EXERCISE AIM :: Using the entries that follow, report how many lines contain the word "NaiveTime". Only the number is wanted.

[Stored items]
use chrono::{NaiveDate, Timelike};
use std::collections::HashMap;

use crate::flights::FlightRecord;
use crate::stats::{NewDailyStat, StatKind};

/// Compute all three statistic kinds for one date from the day's raw
/// records.
///
/// The key space is never truncated: "top" destinations and airlines are a
/// presentation concern, the full counts are stored. Hourly buckets are
/// emitted for all 24 hours, zero-filled, so downstream histograms are
/// total-stable. An empty day yields no rows at all, which keeps an
/// empty date distinguishable from zero traffic in a bucket.
pub fn compute_daily_stats(stat_date: NaiveDate, records: &[FlightRecord]) -> Vec<NewDailyStat> {
    if records.is_empty() {
        return Vec::new();
    }

    let mut stats = Vec::new();

    let mut by_destination: HashMap<&str, i64> = HashMap::new();
    let mut by_airline: HashMap<&str, i64> = HashMap::new();
    let mut by_hour = [0i64; 24];

    for record in records {
        *by_destination.entry(record.destination.as_str()).or_default() += 1;
        *by_airline.entry(record.airline.as_str()).or_default() += 1;
        by_hour[record.scheduled_time.hour() as usize] += 1;
    }

    stats.extend(counts_to_stats(stat_date, StatKind::TopDestination, by_destination));
    stats.extend(counts_to_stats(stat_date, StatKind::TopAirline, by_airline));

    for (hour, &count) in by_hour.iter().enumerate() {
        stats.push(NewDailyStat {
            stat_date,
            kind: StatKind::HourlyBucket,
            key: hour.to_string(),
            value: count,
        });
    }

    stats
}

/// Deterministic row order: count descending, then key ascending. Running
/// the aggregator twice over unchanged data yields identical rows.
fn counts_to_stats(
    stat_date: NaiveDate,
    kind: StatKind,
    counts: HashMap<&str, i64>,
) -> Vec<NewDailyStat> {
    let mut pairs: Vec<(&str, i64)> = counts.into_iter().collect();
    pairs.sort_by(|a, b| b.1.cmp(&a.1).then_with(|| a.0.cmp(b.0)));

    pairs
        .into_iter()
        .map(|(key, value)| NewDailyStat {
            stat_date,
            kind,
            key: key.to_string(),
            value,
        })
        .collect()
}

#[cfg(test)]
mod tests {
    use super::*;
    use crate::flights::FlightStatus;
    use chrono::{NaiveDate, Utc};

    fn record(flight: &str, airline: &str, dest: &str, hour: u32, minute: u32) -> FlightRecord {
        let day = NaiveDate::from_ymd_opt(2024, 1, 1).unwrap();
        FlightRecord {
            id: 0,
            airport: "chopin".to_string(),
            flight_number: flight.to_string(),
            airline: airline.to_string(),
            destination: dest.to_string(),
            scheduled_time: day.and_hms_opt(hour, minute, 0).unwrap(),
            scrape_date: day,
            status: FlightStatus::OnTime,
            created_at: Utc::now(),
        }
    }

    fn stat_day() -> NaiveDate {
        NaiveDate::from_ymd_opt(2024, 1, 1).unwrap()
    }

    fn values_for(stats: &[NewDailyStat], kind: StatKind) -> Vec<&NewDailyStat> {
        stats.iter().filter(|s| s.kind == kind).collect()
    }

    #[test]
    fn test_empty_day_produces_no_rows() {
        assert!(compute_daily_stats(stat_day(), &[]).is_empty());
    }

    #[test]
    fn test_hourly_buckets_sum_to_record_count() {
        let records = vec![
            record("LO123", "LOT", "JFK", 14, 5),
            record("LO125", "LOT", "ORD", 14, 45),
            record("FR800", "Ryanair", "Dublin", 6, 20),
        ];
        let stats = compute_daily_stats(stat_day(), &records);

        let hourly = values_for(&stats, StatKind::HourlyBucket);
        assert_eq!(hourly.len(), 24, "all 24 buckets present");
        let total: i64 = hourly.iter().map(|s| s.value).sum();
        assert_eq!(total, records.len() as i64);

        let hour_14 = hourly.iter().find(|s| s.key == "14").unwrap();
        assert_eq!(hour_14.value, 2);
        let hour_3 = hourly.iter().find(|s| s.key == "3").unwrap();
        assert_eq!(hour_3.value, 0);
    }

    #[test]
    fn test_destination_and_airline_counts_are_full_coverage() {
        let records = vec![
            record("LO123", "LOT", "JFK", 14, 5),
            record("LO125", "LOT", "ORD", 16, 0),
            record("FR800", "Ryanair", "Dublin", 6, 20),
        ];
        let stats = compute_daily_stats(stat_day(), &records);

        let destinations = values_for(&stats, StatKind::TopDestination);
        assert_eq!(destinations.len(), 3, "every observed destination stored");
        let dest_total: i64 = destinations.iter().map(|s| s.value).sum();
        assert_eq!(dest_total, records.len() as i64);

        let airlines = values_for(&stats, StatKind::TopAirline);
        assert_eq!(airlines.len(), 2);
        assert_eq!(airlines[0].key, "LOT");
        assert_eq!(airlines[0].value, 2);
    }

    #[test]
    fn test_worked_example_single_deduped_flight() {
        // One committed record for LO123 at 14:05 -> hour 14 bucket is 1
        let records = vec![record("LO123", "LOT", "JFK", 14, 5)];
        let stats = compute_daily_stats(stat_day(), &records);

        let hourly = values_for(&stats, StatKind::HourlyBucket);
        assert_eq!(hourly.iter().find(|s| s.key == "14").unwrap().value, 1);
        assert_eq!(hourly.iter().map(|s| s.value).sum::<i64>(), 1);
    }

    #[test]
    fn test_recomputation_is_deterministic() {
        let records = vec![
            record("LO123", "LOT", "JFK", 14, 5),
            record("FR800", "Ryanair", "Dublin", 6, 20),
            record("W61234", "Wizz Air", "Rome", 6, 40),
        ];
        let first = compute_daily_stats(stat_day(), &records);
        let second = compute_daily_stats(stat_day(), &records);
        assert_eq!(first, second);
    }

    #[test]
    fn test_ties_break_on_key_order() {
        let records = vec![
            record("A1", "Alpha", "Zurich", 10, 0),
            record("B1", "Beta", "Athens", 11, 0),
        ];
        let stats = compute_daily_stats(stat_day(), &records);
        let destinations = values_for(&stats, StatKind::TopDestination);
        assert_eq!(destinations[0].key, "Athens");
        assert_eq!(destinations[1].key, "Zurich");
    }
}
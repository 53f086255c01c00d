use chrono::{DateTime, NaiveDate, NaiveDateTime, Utc};
use diesel::prelude::*;
use diesel_derive_enum::DbEnum;
use serde::{Deserialize, Serialize};

/// Departure status as shown on the board on the scrape date.
#[derive(Debug, Clone, Copy, PartialEq, Eq, Serialize, Deserialize, DbEnum)]
#[db_enum(existing_type_path = "crate::schema::sql_types::FlightStatus")]
#[serde(rename_all = "snake_case")]
pub enum FlightStatus {
    OnTime,
    Delayed,
    Cancelled,
    Unknown,
}

impl FlightStatus {
    /// Canonical token used in config alias tables and API output.
    pub fn as_str(&self) -> &'static str {
        match self {
            FlightStatus::OnTime => "on_time",
            FlightStatus::Delayed => "delayed",
            FlightStatus::Cancelled => "cancelled",
            FlightStatus::Unknown => "unknown",
        }
    }
}

impl From<&str> for FlightStatus {
    fn from(token: &str) -> Self {
        match token {
            "on_time" => FlightStatus::OnTime,
            "delayed" => FlightStatus::Delayed,
            "cancelled" => FlightStatus::Cancelled,
            _ => FlightStatus::Unknown,
        }
    }
}

impl std::fmt::Display for FlightStatus {
    fn fmt(&self, f: &mut std::fmt::Formatter<'_>) -> std::fmt::Result {
        write!(f, "{}", self.as_str())
    }
}

/// One scheduled departure observed on a scrape date.
///
/// Rows are immutable once committed. `(flight_number, scheduled_time,
/// scrape_date)` is the natural key; re-ingesting a date replaces the whole
/// day's rows rather than updating any of them in place.
#[derive(Debug, Clone, Queryable, Selectable, Serialize, Deserialize)]
#[diesel(table_name = crate::schema::flights_raw)]
#[diesel(check_for_backend(diesel::pg::Pg))]
pub struct FlightRecord {
    pub id: i32,

    /// Source board identifier, e.g. "chopin".
    pub airport: String,

    pub flight_number: String,
    pub airline: String,

    /// Destination city or airport code, canonicalized by the normalizer.
    pub destination: String,

    /// Scheduled departure in airport wall time. The board publishes local
    /// time and the hourly statistics are defined over it, so no timezone
    /// conversion happens anywhere in the pipeline.
    pub scheduled_time: NaiveDateTime,

    /// Calendar date the data was collected for. Distinct from the wall
    /// clock time the collector ran.
    pub scrape_date: NaiveDate,

    pub status: FlightStatus,
    pub created_at: DateTime<Utc>,
}

/// Insertable form of [`FlightRecord`]; `id` and `created_at` come from the
/// database.
#[derive(Debug, Clone, PartialEq, Eq, Insertable, Serialize, Deserialize)]
#[diesel(table_name = crate::schema::flights_raw)]
pub struct NewFlightRecord {
    pub airport: String,
    pub flight_number: String,
    pub airline: String,
    pub destination: String,
    pub scheduled_time: NaiveDateTime,
    pub scrape_date: NaiveDate,
    pub status: FlightStatus,
}

impl NewFlightRecord {
    /// The in-batch slice of the natural key; `scrape_date` is fixed for a
    /// whole batch, so two entries collide exactly when these match.
    pub fn dedup_key(&self) -> (String, NaiveDateTime) {
        (self.flight_number.clone(), self.scheduled_time)
    }
}
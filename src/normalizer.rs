use chrono::{NaiveDate, NaiveDateTime, NaiveTime};
use std::collections::HashMap;
use tracing::{debug, warn};

use crate::config::PipelineConfig;
use crate::errors::RejectReason;
use crate::flights::{FlightStatus, NewFlightRecord};
use crate::scrape::ScrapedEntry;

/// A rejected entry plus why. Kept per record so the batch summary can name
/// what the collector produced rather than just counting.
#[derive(Debug, Clone)]
pub struct Rejection {
    /// Position in the input batch.
    pub index: usize,
    pub flight_number: Option<String>,
    pub reason: RejectReason,
}

/// Result of normalizing one scraped batch. Nothing here has touched the
/// database yet; committing is the repository's job.
#[derive(Debug, Clone)]
pub struct BatchOutcome {
    /// Validated, deduplicated records in first-seen order.
    pub records: Vec<NewFlightRecord>,
    pub rejections: Vec<Rejection>,
    /// Entries discarded because a later entry in the same batch shared
    /// their natural key (last write wins).
    pub duplicates_discarded: usize,
}

impl BatchOutcome {
    /// Accepted + rejected + in-batch duplicates always equals the input
    /// batch size.
    pub fn accounted_for(&self) -> usize {
        self.records.len() + self.rejections.len() + self.duplicates_discarded
    }
}

/// Parse a raw schedule string against the ordered strategy list: RFC 3339
/// first, then the configured full date-time formats, then the time-of-day
/// formats combined with the scrape date. First match wins.
pub fn parse_scheduled_time(
    config: &PipelineConfig,
    raw: &str,
    scrape_date: NaiveDate,
) -> Option<NaiveDateTime> {
    // An RFC 3339 offset is the airport's own, so dropping it yields wall time.
    if let Ok(parsed) = chrono::DateTime::parse_from_rfc3339(raw) {
        return Some(parsed.naive_local());
    }

    for format in &config.datetime_formats {
        if let Ok(parsed) = NaiveDateTime::parse_from_str(raw, format) {
            return Some(parsed);
        }
    }

    for format in &config.time_formats {
        if let Ok(time) = NaiveTime::parse_from_str(raw, format) {
            return Some(scrape_date.and_time(time));
        }
    }

    None
}

/// Trim, collapse internal whitespace, then either resolve a configured
/// alias (matched case-insensitively) or fix the board's shouting: words
/// longer than three characters in all caps become title case, short
/// all-caps words are kept as airport/airline codes.
pub fn canonicalize_name(raw: &str, aliases: &HashMap<String, String>) -> String {
    let collapsed = raw.split_whitespace().collect::<Vec<_>>().join(" ");

    if let Some(canonical) = aliases.get(&collapsed.to_lowercase()) {
        return canonical.clone();
    }

    collapsed
        .split(' ')
        .map(|word| {
            let is_shouted = word.len() > 3
                && word.chars().all(|c| !c.is_alphabetic() || c.is_uppercase());
            if is_shouted {
                let mut chars = word.chars();
                match chars.next() {
                    Some(first) => {
                        first.to_uppercase().collect::<String>() + &chars.as_str().to_lowercase()
                    }
                    None => String::new(),
                }
            } else {
                word.to_string()
            }
        })
        .collect::<Vec<_>>()
        .join(" ")
}

/// Map a raw board status through the configured alias table. Anything the
/// table does not know collapses to `unknown`.
pub fn parse_status(config: &PipelineConfig, raw: Option<&str>) -> FlightStatus {
    let Some(raw) = raw else {
        return FlightStatus::Unknown;
    };
    let normalized = raw.trim().to_lowercase();
    match config.status_aliases.get(&normalized) {
        Some(token) => FlightStatus::from(token.as_str()),
        None => {
            if !normalized.is_empty() {
                debug!("Unrecognized board status '{raw}', storing as unknown");
            }
            FlightStatus::Unknown
        }
    }
}

/// Normalize one scraped batch for one scrape date.
///
/// Entries missing a flight number or schedule string are rejected, as are
/// entries whose schedule does not parse under any configured format or
/// falls outside the scrape date. Surviving entries are deduplicated on
/// `(flight_number, scheduled_time)` with the later entry winning.
pub fn normalize_batch(
    config: &PipelineConfig,
    entries: &[ScrapedEntry],
    scrape_date: NaiveDate,
) -> BatchOutcome {
    let mut records: Vec<NewFlightRecord> = Vec::new();
    let mut positions: HashMap<(String, NaiveDateTime), usize> = HashMap::new();
    let mut rejections = Vec::new();
    let mut duplicates_discarded = 0;

    for (index, entry) in entries.iter().enumerate() {
        let flight_number = entry
            .flight_number
            .as_deref()
            .map(str::trim)
            .filter(|s| !s.is_empty());

        let Some(flight_number) = flight_number else {
            rejections.push(Rejection {
                index,
                flight_number: None,
                reason: RejectReason::MissingFlightNumber,
            });
            continue;
        };

        let raw_time = entry
            .scheduled_time_raw
            .as_deref()
            .map(str::trim)
            .filter(|s| !s.is_empty());

        let Some(raw_time) = raw_time else {
            rejections.push(Rejection {
                index,
                flight_number: Some(flight_number.to_string()),
                reason: RejectReason::MissingScheduledTime,
            });
            continue;
        };

        let Some(scheduled_time) = parse_scheduled_time(config, raw_time, scrape_date) else {
            rejections.push(Rejection {
                index,
                flight_number: Some(flight_number.to_string()),
                reason: RejectReason::UnparseableTime(raw_time.to_string()),
            });
            continue;
        };

        if scheduled_time.date() != scrape_date {
            rejections.push(Rejection {
                index,
                flight_number: Some(flight_number.to_string()),
                reason: RejectReason::WrongDay(raw_time.to_string()),
            });
            continue;
        }

        let record = NewFlightRecord {
            airport: config.airport.clone(),
            flight_number: flight_number.to_string(),
            airline: canonicalize_name(
                entry.airline.as_deref().unwrap_or(""),
                &config.airline_aliases,
            ),
            destination: canonicalize_name(
                entry.destination.as_deref().unwrap_or(""),
                &config.destination_aliases,
            ),
            scheduled_time,
            scrape_date,
            status: parse_status(config, entry.status_raw.as_deref()),
        };

        // Last write wins within a batch: a re-listed flight overwrites the
        // earlier entry in place, keeping first-seen order.
        match positions.get(&record.dedup_key()) {
            Some(&slot) => {
                records[slot] = record;
                duplicates_discarded += 1;
            }
            None => {
                positions.insert(record.dedup_key(), records.len());
                records.push(record);
            }
        }
    }

    if !rejections.is_empty() {
        warn!(
            "Rejected {} of {} scraped entries for {}",
            rejections.len(),
            entries.len(),
            scrape_date
        );
        for rejection in &rejections {
            debug!(
                "  entry #{} ({}): {}",
                rejection.index,
                rejection.flight_number.as_deref().unwrap_or("?"),
                rejection.reason
            );
        }
    }

    BatchOutcome {
        records,
        rejections,
        duplicates_discarded,
    }
}

#[cfg(test)]
mod tests {
    use super::*;

    fn entry(
        flight: &str,
        airline: &str,
        dest: &str,
        time: &str,
        status: &str,
    ) -> ScrapedEntry {
        ScrapedEntry {
            flight_number: Some(flight.to_string()),
            airline: Some(airline.to_string()),
            destination: Some(dest.to_string()),
            scheduled_time_raw: Some(time.to_string()),
            status_raw: Some(status.to_string()),
        }
    }

    fn date(y: i32, m: u32, d: u32) -> NaiveDate {
        NaiveDate::from_ymd_opt(y, m, d).unwrap()
    }

    #[test]
    fn test_time_format_strategies_in_order() {
        let config = PipelineConfig::default();
        let day = date(2024, 1, 1);

        // board attribute format
        let parsed = parse_scheduled_time(&config, "20240101140500", day).unwrap();
        assert_eq!(parsed, day.and_hms_opt(14, 5, 0).unwrap());

        // ISO without offset
        let parsed = parse_scheduled_time(&config, "2024-01-01T14:05:00", day).unwrap();
        assert_eq!(parsed, day.and_hms_opt(14, 5, 0).unwrap());

        // RFC 3339 keeps the local wall time, dropping the offset
        let parsed = parse_scheduled_time(&config, "2024-01-01T14:05:00+01:00", day).unwrap();
        assert_eq!(parsed, day.and_hms_opt(14, 5, 0).unwrap());

        // bare clock time combines with the scrape date
        let parsed = parse_scheduled_time(&config, "14:05", day).unwrap();
        assert_eq!(parsed, day.and_hms_opt(14, 5, 0).unwrap());

        assert!(parse_scheduled_time(&config, "five past two", day).is_none());
    }

    #[test]
    fn test_canonicalize_collapses_and_fixes_shouting() {
        let aliases = HashMap::new();
        assert_eq!(canonicalize_name("  NOWY   JORK ", &aliases), "Nowy Jork");
        // short all-caps words are codes, untouched
        assert_eq!(canonicalize_name("JFK", &aliases), "JFK");
        assert_eq!(canonicalize_name("Oslo Gardermoen", &aliases), "Oslo Gardermoen");
    }

    #[test]
    fn test_canonicalize_alias_wins() {
        let config = PipelineConfig::default();
        assert_eq!(
            canonicalize_name("LOT POLISH AIRLINES", &config.airline_aliases),
            "LOT"
        );
        assert_eq!(
            canonicalize_name(" lot  polish airlines ", &config.airline_aliases),
            "LOT"
        );
    }

    #[test]
    fn test_status_mapping() {
        let config = PipelineConfig::default();
        assert_eq!(parse_status(&config, Some("ON TIME")), FlightStatus::OnTime);
        assert_eq!(parse_status(&config, Some("opóźniony")), FlightStatus::Delayed);
        assert_eq!(parse_status(&config, Some("odwołany")), FlightStatus::Cancelled);
        assert_eq!(parse_status(&config, Some("boarding")), FlightStatus::Unknown);
        assert_eq!(parse_status(&config, None), FlightStatus::Unknown);
    }

    #[test]
    fn test_batch_accounting_adds_up() {
        let config = PipelineConfig::default();
        let day = date(2024, 1, 1);
        let batch = vec![
            entry("LO123", "LOT", "JFK", "14:05", "on time"),
            entry("", "LOT", "JFK", "14:10", "on time"), // missing flight number
            entry("FR800", "Ryanair", "Dublin", "later today", "on time"), // unparseable
            entry("LH1612", "Lufthansa", "Munich", "06:20", "delayed"),
            entry("W61234", "Wizz Air", "Rome", "2024-01-02T09:00:00", "on time"), // wrong day
        ];

        let outcome = normalize_batch(&config, &batch, day);
        assert_eq!(outcome.records.len(), 2);
        assert_eq!(outcome.rejections.len(), 3);
        assert_eq!(outcome.duplicates_discarded, 0);
        assert_eq!(outcome.accounted_for(), batch.len());

        let reasons: Vec<_> = outcome.rejections.iter().map(|r| &r.reason).collect();
        assert!(matches!(reasons[0], RejectReason::MissingFlightNumber));
        assert!(matches!(reasons[1], RejectReason::UnparseableTime(_)));
        assert!(matches!(reasons[2], RejectReason::WrongDay(_)));
    }

    #[test]
    fn test_duplicate_keeps_the_later_entry() {
        // The worked example: same flight listed twice, the later status wins
        let config = PipelineConfig::default();
        let day = date(2024, 1, 1);
        let batch = vec![
            entry("LO123", "LOT", "JFK", "14:05", "on time"),
            entry("LO123", "LOT", "JFK", "14:05", "delayed"),
        ];

        let outcome = normalize_batch(&config, &batch, day);
        assert_eq!(outcome.records.len(), 1);
        assert_eq!(outcome.duplicates_discarded, 1);
        assert_eq!(outcome.accounted_for(), 2);

        let record = &outcome.records[0];
        assert_eq!(record.flight_number, "LO123");
        assert_eq!(record.status, FlightStatus::Delayed);
        assert_eq!(record.scheduled_time, day.and_hms_opt(14, 5, 0).unwrap());
    }

    #[test]
    fn test_same_flight_different_times_are_distinct() {
        let config = PipelineConfig::default();
        let day = date(2024, 1, 1);
        let batch = vec![
            entry("LO123", "LOT", "JFK", "14:05", "on time"),
            entry("LO123", "LOT", "JFK", "18:30", "on time"),
        ];

        let outcome = normalize_batch(&config, &batch, day);
        assert_eq!(outcome.records.len(), 2);
        assert_eq!(outcome.duplicates_discarded, 0);
    }

    #[test]
    fn test_empty_batch() {
        let config = PipelineConfig::default();
        let outcome = normalize_batch(&config, &[], date(2024, 1, 1));
        assert!(outcome.records.is_empty());
        assert!(outcome.rejections.is_empty());
        assert_eq!(outcome.duplicates_discarded, 0);
    }

    #[test]
    fn test_records_carry_the_configured_airport() {
        let config = PipelineConfig::default();
        let day = date(2024, 1, 1);
        let outcome = normalize_batch(
            &config,
            &[entry("LO123", "LOT", "JFK", "14:05", "on time")],
            day,
        );
        assert_eq!(outcome.records[0].airport, "chopin");
        assert_eq!(outcome.records[0].scrape_date, day);
    }
}
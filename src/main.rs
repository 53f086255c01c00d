mod commands;

use anyhow::{Context, Result};
use chrono::NaiveDate;
use clap::{Parser, Subcommand};
use diesel_migrations::{EmbeddedMigrations, MigrationHarness, embed_migrations};
use std::env;
use std::path::PathBuf;
use tracing::{error, info};
use tracing_subscriber::EnvFilter;

use flightboard::config::PipelineConfig;
use flightboard::web::{PgPool, create_pool};

const MIGRATIONS: EmbeddedMigrations = embed_migrations!("migrations/");

#[derive(Parser, Debug)]
#[command(
    name = "flightboard",
    about = "Daily ETL for airport departure boards: ingest scraped listings, recompute daily stats, serve them read-only."
)]
struct Cli {
    /// Optional TOML config file overriding the built-in pipeline defaults
    #[arg(long, global = true)]
    config: Option<PathBuf>,

    #[command(subcommand)]
    command: Command,
}

#[derive(Subcommand, Debug)]
enum Command {
    /// Normalize one scraped batch and commit it to the raw store
    Ingest {
        /// Scrape date the batch was collected for (YYYY-MM-DD)
        #[arg(long)]
        date: NaiveDate,
        /// Collector output file (.json array or headered .csv)
        #[arg(long)]
        input: PathBuf,
    },
    /// Recompute daily statistics for one date
    Aggregate {
        /// Stat date (YYYY-MM-DD), defaults to today
        #[arg(long)]
        date: Option<NaiveDate>,
    },
    /// Run the read-only query layer for the dashboard
    Serve {
        /// Listen address
        #[arg(long, default_value = "0.0.0.0:8080")]
        listen: String,
    },
}

fn init_pool() -> Result<PgPool> {
    let database_url =
        env::var("DATABASE_URL").context("DATABASE_URL must be set in the environment")?;
    let pool = create_pool(&database_url)?;

    let mut conn = pool
        .get()
        .context("failed to connect to the database for migrations")?;
    let applied = conn
        .run_pending_migrations(MIGRATIONS)
        .map_err(|e| anyhow::anyhow!("failed to run migrations: {e}"))?;
    if !applied.is_empty() {
        info!("Applied {} pending database migrations", applied.len());
    }

    Ok(pool)
}

async fn run(cli: Cli) -> Result<()> {
    let config = PipelineConfig::load(cli.config.as_deref())?;
    let pool = init_pool()?;

    match cli.command {
        Command::Ingest { date, input } => {
            commands::handle_ingest(pool, &config, date, &input).await
        }
        Command::Aggregate { date } => {
            let date = date.unwrap_or_else(|| chrono::Utc::now().date_naive());
            commands::handle_aggregate(pool, date).await
        }
        Command::Serve { listen } => commands::handle_serve(pool, &listen).await,
    }
}

#[tokio::main]
async fn main() {
    dotenvy::dotenv().ok();

    tracing_subscriber::fmt()
        .with_env_filter(
            EnvFilter::try_from_default_env().unwrap_or_else(|_| EnvFilter::new("info")),
        )
        .init();

    let cli = Cli::parse();

    // Exit status is the whole contract with the external scheduler:
    // 0 on success, 1 on any failed run.
    if let Err(e) = run(cli).await {
        error!("Run failed: {:#}", e);
        std::process::exit(1);
    }
}
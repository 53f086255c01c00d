use anyhow::Result;
use chrono::NaiveDate;
use tracing::info;

use flightboard::aggregator::compute_daily_stats;
use flightboard::flights_repo::FlightsRepository;
use flightboard::stats_repo::StatsRepository;
use flightboard::web::PgPool;

/// Aggregator run for one stat date: read the day's raw records, recompute
/// all three statistic kinds, and replace the stored rows in one
/// transaction.
///
/// Assumes the normalizer run for the date already completed - the external
/// scheduler sequences the two. A missing or unreachable store fails the
/// run; retrying is the scheduler's call, not ours.
pub async fn handle_aggregate(pool: PgPool, date: NaiveDate) -> Result<()> {
    let flights = FlightsRepository::new(pool.clone());
    let records = flights.get_for_date(date).await?;

    info!("Aggregating {} flight records for {}", records.len(), date);

    let stats = compute_daily_stats(date, &records);
    if stats.is_empty() {
        info!("No flight records for {} - storing no stat rows", date);
    }

    let stats_repo = StatsRepository::new(pool);
    let stored = stats_repo.replace_for_date(date, stats).await?;

    info!("Aggregation complete for {}: {} stat rows", date, stored);
    Ok(())
}
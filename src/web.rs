use anyhow::{Context, Result};
use axum::{Router, routing::get};
use diesel::PgConnection;
use diesel::r2d2::{ConnectionManager, Pool};
use tower_http::cors::CorsLayer;
use tower_http::trace::TraceLayer;
use tracing::info;

use crate::actions;

pub type PgPool = Pool<ConnectionManager<PgConnection>>;

/// Build the shared connection pool. Each component holds a connection only
/// for the duration of its own transaction.
pub fn create_pool(database_url: &str) -> Result<PgPool> {
    let manager = ConnectionManager::<PgConnection>::new(database_url);
    Pool::builder()
        .max_size(10)
        .build(manager)
        .context("failed to create database connection pool")
}

/// App state shared across dashboard requests.
#[derive(Clone)]
pub struct AppState {
    pub pool: PgPool,
}

/// The read-only dashboard surface. No mutating route exists across this
/// boundary; concurrent requests share the pool with no locking beyond what
/// Postgres provides for reads.
pub fn create_router(state: AppState) -> Router {
    Router::new()
        .route("/health", get(actions::health))
        .route("/data/flights", get(actions::get_flights))
        .route("/data/stats", get(actions::get_stats))
        .route("/data/metrics", get(actions::get_metrics))
        .layer(TraceLayer::new_for_http())
        .layer(CorsLayer::permissive())
        .with_state(state)
}

pub async fn serve(pool: PgPool, listen: &str) -> Result<()> {
    let app = create_router(AppState { pool });

    let listener = tokio::net::TcpListener::bind(listen)
        .await
        .with_context(|| format!("failed to bind {listen}"))?;
    info!("Query layer listening on {}", listen);

    axum::serve(listener, app)
        .with_graceful_shutdown(async {
            tokio::signal::ctrl_c().await.ok();
            info!("Shutdown signal received");
        })
        .await
        .context("server error")
}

WRITTEN ANSWER :: 2